Today, we are showing the results from a massive project that we have been running since 2013. In the 2013-2016 timeframe, we inadvertently started creating a dataset that gave a unique insight into the actual write workloads to drives. In 2016 we published our Used enterprise SSDs: Dissecting our production SSD population piece. Out of necessity, we were purchasing used SSDs to fill slots in servers. Those SSDs contained data about how the previous owners utilized the drives and therefore, gave us a unique insight into required endurance. Today, we are updating that 2016 piece with a broader range of capacities and several times more drives to get an updated look on SSD endurance needs.
The DWPD Background
In the storage industry, we are still burdened by a metric that was developed well over a decade ago. The “Drive Write Per Day” or DWPD metric was born in the era of tiny solid-state drives (SSDs) in the sub 100GB capacity range.
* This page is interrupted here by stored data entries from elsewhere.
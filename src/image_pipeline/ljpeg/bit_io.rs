//! Entropy-coded segment bit reader and writer.
//!
//! Both sides handle `0xFF 0x00` byte stuffing. The reader stops at the first
//! real marker and feeds zero bits after it; consuming any of those zero
//! bits marks the reader as overrun.

use crate::image_pipeline::common::error::{DngError, Result};

#[derive(Debug)]
pub struct BitReader<'a> {
    data: &'a [u8],
    pos: usize,
    acc: u64,
    bits: u32,
    /// Trailing zero bits in `acc` that did not come from the stream.
    padding: u32,
    marker: Option<u8>,
    overrun: bool,
}

impl<'a> BitReader<'a> {
    pub fn new(data: &'a [u8]) -> Self {
        Self {
            data,
            pos: 0,
            acc: 0,
            bits: 0,
            padding: 0,
            marker: None,
            overrun: false,
        }
    }

    fn fill(&mut self) {
        while self.bits <= 56 {
            let byte = if self.marker.is_some() {
                None
            } else {
                self.next_byte()
            };
            match byte {
                Some(b) => {
                    self.acc = (self.acc << 8) | b as u64;
                }
                None => {
                    self.acc <<= 8;
                    self.padding += 8;
                }
            }
            self.bits += 8;
        }
    }

    fn next_byte(&mut self) -> Option<u8> {
        loop {
            let byte = *self.data.get(self.pos)?;
            if byte != 0xFF {
                self.pos += 1;
                return Some(byte);
            }
            match self.data.get(self.pos + 1) {
                Some(0x00) => {
                    self.pos += 2;
                    return Some(0xFF);
                }
                Some(0xFF) => self.pos += 1,
                Some(&code) => {
                    self.marker = Some(code);
                    self.pos += 2;
                    return None;
                }
                None => {
                    self.pos += 1;
                    return None;
                }
            }
        }
    }

    /// Next `count` bits (at most 16) without consuming them.
    #[inline]
    pub fn peek_bits(&mut self, count: u32) -> u32 {
        if self.bits < count {
            self.fill();
        }
        ((self.acc >> (self.bits - count)) & ((1u64 << count) - 1)) as u32
    }

    #[inline]
    pub fn consume(&mut self, count: u32) {
        if self.bits < count {
            self.fill();
        }
        self.bits -= count;
        if self.bits < self.padding {
            self.overrun = true;
        }
    }

    #[inline]
    pub fn get_bits(&mut self, count: u32) -> u32 {
        if count == 0 {
            return 0;
        }
        let value = self.peek_bits(count);
        self.consume(count);
        value
    }

    /// True once bits past the end of the entropy-coded data were consumed.
    pub fn is_overrun(&self) -> bool {
        self.overrun
    }

    /// Drops buffered bits and consumes `RST<expected>`.
    pub fn process_restart(&mut self, expected: u8) -> Result<()> {
        let marker = match self.marker.take() {
            Some(code) => code,
            None => self.scan_to_marker()?,
        };
        if marker != 0xD0 + (expected & 7) {
            return Err(DngError::bad_format(format!(
                "expected RST{} marker, found {:#04x}",
                expected & 7,
                marker
            )));
        }
        self.acc = 0;
        self.bits = 0;
        self.padding = 0;
        self.overrun = false;
        Ok(())
    }

    fn scan_to_marker(&mut self) -> Result<u8> {
        while self.pos + 1 < self.data.len() {
            if self.data[self.pos] == 0xFF {
                let code = self.data[self.pos + 1];
                if code != 0x00 && code != 0xFF {
                    self.pos += 2;
                    return Ok(code);
                }
            }
            self.pos += 1;
        }
        Err(DngError::EndOfFile(self.data.len() as u64))
    }

    /// Offset of the marker that ended the segment, or the data length.
    pub fn finish(mut self) -> usize {
        if self.marker.is_some() {
            return self.pos - 2;
        }
        match self.scan_to_marker() {
            Ok(_) => self.pos - 2,
            Err(_) => self.data.len(),
        }
    }
}

/// MSB-first bit writer with byte stuffing.
#[derive(Debug, Default)]
pub struct BitWriter {
    out: Vec<u8>,
    acc: u32,
    bits: u32,
}

impl BitWriter {
    pub fn new(out: Vec<u8>) -> Self {
        Self {
            out,
            acc: 0,
            bits: 0,
        }
    }

    /// Appends the low `count` bits of `value` (`count` at most 16).
    #[inline]
    pub fn put_bits(&mut self, value: u32, count: u32) {
        if count == 0 {
            return;
        }
        self.acc = (self.acc << count) | (value & ((1 << count) - 1));
        self.bits += count;
        while self.bits >= 8 {
            let byte = (self.acc >> (self.bits - 8)) as u8;
            self.out.push(byte);
            if byte == 0xFF {
                self.out.push(0x00);
            }
            self.bits -= 8;
        }
        self.acc &= (1 << self.bits) - 1;
    }

    /// Pads the final partial byte with one bits.
    pub fn flush(&mut self) {
        if self.bits > 0 {
            let pad = 8 - self.bits;
            self.put_bits((1 << pad) - 1, pad);
        }
    }

    /// Flushes and writes a bare marker.
    pub fn put_marker(&mut self, code: u8) {
        self.flush();
        self.out.extend_from_slice(&[0xFF, code]);
    }

    pub fn bytes_mut(&mut self) -> &mut Vec<u8> {
        &mut self.out
    }

    pub fn into_inner(mut self) -> Vec<u8> {
        self.flush();
        self.out
    }
}

#[cfg(test)]
mod tests {
    use super::*;

    #[test]
    fn writer_stuffs_ff_bytes() {
        let mut writer = BitWriter::default();
        writer.put_bits(0xFF, 8);
        writer.put_bits(0b101, 3);
        assert_eq!(writer.into_inner(), vec![0xFF, 0x00, 0b1011_1111]);
    }

    #[test]
    fn reader_unstuffs_and_stops_at_marker() {
        let data = [0xFF, 0x00, 0xA5, 0xFF, 0xD9];
        let mut reader = BitReader::new(&data);
        assert_eq!(reader.get_bits(8), 0xFF);
        assert_eq!(reader.get_bits(4), 0xA);
        assert_eq!(reader.get_bits(4), 0x5);
        assert!(!reader.is_overrun());
        assert_eq!(reader.get_bits(8), 0);
        assert!(reader.is_overrun());
        assert_eq!(reader.finish(), 3);
    }

    #[test]
    fn restart_realigns_to_byte_boundary() {
        let data = [0b1100_0000, 0xFF, 0xD0, 0b1010_0000];
        let mut reader = BitReader::new(&data);
        assert_eq!(reader.get_bits(2), 0b11);
        reader.process_restart(0).unwrap();
        assert_eq!(reader.get_bits(3), 0b101);
        assert!(matches!(reader.process_restart(1), Err(DngError::EndOfFile(_))));
    }
}
//! Lossless (process 14, SOF3) JPEG codec used for compressed DNG tiles.
//!
//! Samples are predicted from already-coded neighbours, and the differences
//! are Huffman coded by magnitude category. Streams hold a single
//! interleaved scan of 1 to 4 components at 2 to 16 bits of precision.

pub mod bit_io;
pub mod decoder;
pub mod encoder;
pub mod huffman;
pub mod markers;
pub mod predictor;

#[cfg(test)]
mod tests;

pub use decoder::{DecodedImage, decode};
pub use encoder::{EncoderOptions, encode};
pub use predictor::Predictor;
With today’s drives that can reach capacities 1000x that of when the DWPD metric was highly scrutinized, the entire industry has changed, and the metric needs to give way.
As a quick note, you will see many Solidigm SSDs here. It was a discussion with the company that led to us refreshing this study and we are going to say this is sponsored. At the same time, we buy SSDs from many vendors and the data has been collected for around a decade so well before Solidigm was a company.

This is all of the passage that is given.